Seitenansicht © Amt Dahme/Mark

Zwar war auch St. Marien vom großen Stadtbrand am 27. Juni 1666 betroffen, aber schon 5 Jahre später stand an selber Stelle wieder ein Gotteshaus. Der Wiederaufbau wurde dann jedoch erst 1701 vollständig abgeschlossen. Und so zeigt sich die Kirche auch heute noch: barock.

Die Reformation machte auch in Dahme nicht halt. Hier wurde 1503 ein bedeutender Reformator geboren: Georg Buchholzer. Er gehörte als Student der Theologie in Wittenberg dem engeren Kreis um Martin Luther an und hielt 1539 seinen ersten evangelischen Gottesdienst in Berlin ab. Seit der umfassenden Sanierung der gesamten Kirche, die 2014 abgeschlossen werden konnte, erinnert ein teils neu geschaffenes Fenster neben der Kanzel an den Reformator Buchholzer.

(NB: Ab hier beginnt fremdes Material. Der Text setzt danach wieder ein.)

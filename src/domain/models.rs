use serde::{Deserialize, Serialize};
use std::time::Duration;

use crate::domain::color::Rgb;

/// Upper bound for speed and brightness.
pub const MAX_PERCENT: u8 = 100;

/// Colour of the lights until the user picks one.
pub const DEFAULT_LIGHT_COLOR: Rgb = Rgb::new(0xFF, 0xD7, 0x00);

#[derive(Debug, Clone, Copy, PartialEq, Eq, Default, Serialize, Deserialize)]
#[serde(rename_all = "lowercase")]
pub enum Direction {
    #[default]
    Forward,
    Reverse,
}

#[derive(Debug, Clone, Copy, PartialEq, Eq, Default, Serialize, Deserialize)]
#[serde(rename_all = "lowercase")]
pub enum LightMode {
    #[default]
    Auto,
    Manual,
    Day,
    Night,
    Sunrise,
    Sunset,
}

impl LightMode {
    pub const ALL: [LightMode; 6] = [
        LightMode::Auto,
        LightMode::Manual,
        LightMode::Day,
        LightMode::Night,
        LightMode::Sunrise,
        LightMode::Sunset,
    ];

    /// Wire tag, identical to the serde name.
    pub fn as_str(self) -> &'static str {
        match self {
            Self::Auto => "auto",
            Self::Manual => "manual",
            Self::Day => "day",
            Self::Night => "night",
            Self::Sunrise => "sunrise",
            Self::Sunset => "sunset",
        }
    }

    /// Label shown on the control screen.
    pub fn label(self) -> &'static str {
        match self {
            Self::Auto => "Cycle Auto",
            Self::Manual => "Manuel",
            Self::Day => "Jour",
            Self::Night => "Nuit",
            Self::Sunrise => "Aube",
            Self::Sunset => "Crépuscule",
        }
    }

    /// Preview colour for the fixed ambiances. `Auto` and `Manual` have none.
    pub fn ambiance_color(self) -> Option<Rgb> {
        match self {
            Self::Day => Some(Rgb::new(0xFF, 0xE8, 0x7C)),
            Self::Night => Some(Rgb::new(0x1A, 0x1A, 0x2E)),
            Self::Sunrise => Some(Rgb::new(0xFF, 0x6B, 0x35)),
            Self::Sunset => Some(Rgb::new(0xFF, 0x8C, 0x42)),
            Self::Auto | Self::Manual => None,
        }
    }

    /// Ambiance the automatic cycle shows after `elapsed`: sunrise, day,
    /// sunset then night, six seconds each.
    pub fn auto_phase(elapsed: Duration) -> LightMode {
        match (elapsed.as_millis() / 100) % 240 {
            0..=59 => Self::Sunrise,
            60..=119 => Self::Day,
            120..=179 => Self::Sunset,
            _ => Self::Night,
        }
    }
}

/// Local mirror of what the train module is believed to be doing.
///
/// Updated only after the module accepted a write. Nothing is ever read
/// back, so it drifts if the module ignores a command.
#[derive(Debug, Clone, PartialEq, Eq)]
pub struct TrainState {
    pub speed: u8,
    pub direction: Direction,
    pub light_mode: LightMode,
    /// `#RRGGBB`, as entered by the user.
    pub light_color: String,
    pub brightness: u8,
    pub wc_door_open: bool,
}

impl Default for TrainState {
    fn default() -> Self {
        Self {
            speed: 0,
            direction: Direction::Forward,
            light_mode: LightMode::Auto,
            light_color: DEFAULT_LIGHT_COLOR.to_hex(),
            brightness: 80,
            wc_door_open: false,
        }
    }
}

#[derive(Debug, Clone, Copy, PartialEq, Eq, Default)]
pub enum ConnectionStatus {
    #[default]
    Disconnected,
    Connecting,
    Connected,
}

/// Identity of the module picked during discovery.
#[derive(Debug, Clone, PartialEq, Eq)]
pub struct DiscoveredDevice {
    pub name: String,
    pub address: u64,
}

/// Observable view of the connection session.
#[derive(Debug, Clone, Default, PartialEq, Eq)]
pub struct SessionSnapshot {
    pub status: ConnectionStatus,
    pub device: Option<DiscoveredDevice>,
    pub last_error: Option<String>,
}

impl SessionSnapshot {
    pub fn is_connected(&self) -> bool {
        self.status == ConnectionStatus::Connected
    }

    pub fn is_connecting(&self) -> bool {
        self.status == ConnectionStatus::Connecting
    }

    /// Still looking for a module. Only this part of a connect can be
    /// cancelled.
    pub fn is_discovering(&self) -> bool {
        self.is_connecting() && self.device.is_none()
    }
}

/// Requests from the UI to the Bluetooth worker.
#[derive(Debug, Clone, PartialEq, Eq)]
pub enum RemoteCommand {
    Connect,
    Disconnect,
    ClearError,
    SetSpeed(u8),
    SetDirection(Direction),
    SetLightMode(LightMode),
    SetLightColor(String),
    SetBrightness(u8),
    SetWcDoor(bool),
    ToggleWcDoor,
}

#[derive(Debug, Clone)]
pub enum AppEvent {
    LogMessage(StatusMessage),
}

#[derive(Debug, Clone)]
pub struct StatusMessage {
    pub message: String,
    pub severity: MessageSeverity,
}

#[derive(Debug, Clone, Copy, PartialEq, Eq)]
pub enum MessageSeverity {
    Info,
    Success,
    Warning,
    Error,
}

#[cfg(test)]
mod tests {
    use super::*;

    #[test]
    fn test_light_mode_tags_match_serde() {
        for mode in LightMode::ALL {
            let json = serde_json::to_string(&mode).unwrap();
            assert_eq!(json, format!("\"{}\"", mode.as_str()));
        }
    }

    #[test]
    fn test_auto_cycle() {
        let at = |ms| LightMode::auto_phase(Duration::from_millis(ms));
        assert_eq!(at(0), LightMode::Sunrise);
        assert_eq!(at(5_999), LightMode::Sunrise);
        assert_eq!(at(6_000), LightMode::Day);
        assert_eq!(at(12_500), LightMode::Sunset);
        assert_eq!(at(23_900), LightMode::Night);
        assert_eq!(at(24_000), LightMode::Sunrise);
        assert!(at(18_000).ambiance_color().is_some());
    }

    #[test]
    fn test_discovery_phase() {
        let mut session = SessionSnapshot {
            status: ConnectionStatus::Connecting,
            ..Default::default()
        };
        assert!(session.is_discovering());

        session.device = Some(DiscoveredDevice {
            name: "OIGNIES-SNCV-A1B2C3".to_string(),
            address: 0xA1B2C3D4E5F6,
        });
        assert!(session.is_connecting());
        assert!(!session.is_discovering());

        session.status = ConnectionStatus::Disconnected;
        session.device = None;
        assert!(!session.is_discovering());
    }

    #[test]
    fn test_default_state() {
        let state = TrainState::default();
        assert_eq!(state.light_color, "#FFD700");
        assert_eq!(state.brightness, 80);
        assert_eq!(state.light_mode, LightMode::Auto);
        assert!(!state.wc_door_open);
    }
}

St. Marien prägt nicht nur seit ihren Anfängen Dahmes Stadtbild, sondern auch das geistig-kulturelle Leben der Stadt. Denn neben Gottesdiensten finden auch Chor- und Orgelkonzerte, Auftritte von Orchestern unterschiedlicher Zusammensetzung und Stilrichtung sowie Ausstellungen statt. 

Die Sanierung umfasste zwei Bauabschnitte. Der erste Bauabschnitt erfolgte in den Jahren 2006 bis 2009, in dem der Turm saniert wurde. Der zweite Bauabschnitt erfolgte in den Jahren 2011 bis 2014. Dabei wurde das Kirchenschiff komplett saniert, d.h. sowohl die Außenhaut als auch das Kircheninnere vom Dachfirst bis auf die Grundmauern.

Die Finanzierung der Sanierung, deren Gesamtkosten bei ca. 2,5 Mio. Euro lagen, erfolgte als ein bunter Fördermix. Rund 450.000 Euro sind von Bund, Land und Stadt aus dem Programm Städtebaulicher Denkmalschutz geflossen. Weitere fast 1,5 Mio. Euro kamen aus dem ILE-Fördertopf. Auch die Landeskirche, der Kirchenkreis, die Deutsche Stiftung Denkmalschutz leisteten ihren finanziellen Beitrag.

Mit der Aktion Denkmal des Monats verschafft die Arbeitsgemeinschaft "Städte mit historischen Stadtkernen" dem architektonischen Erbe in Brandenburg mehr Aufmerksamkeit. Die AG hat seit ihrer Gründung 1992 dazu beigetragen, das Bild ihrer Mitgliedstädte positiv zu verändern und die Innenstädte neu zu beleben. Wertvolle Bausubstanz konnte so erhalten werden.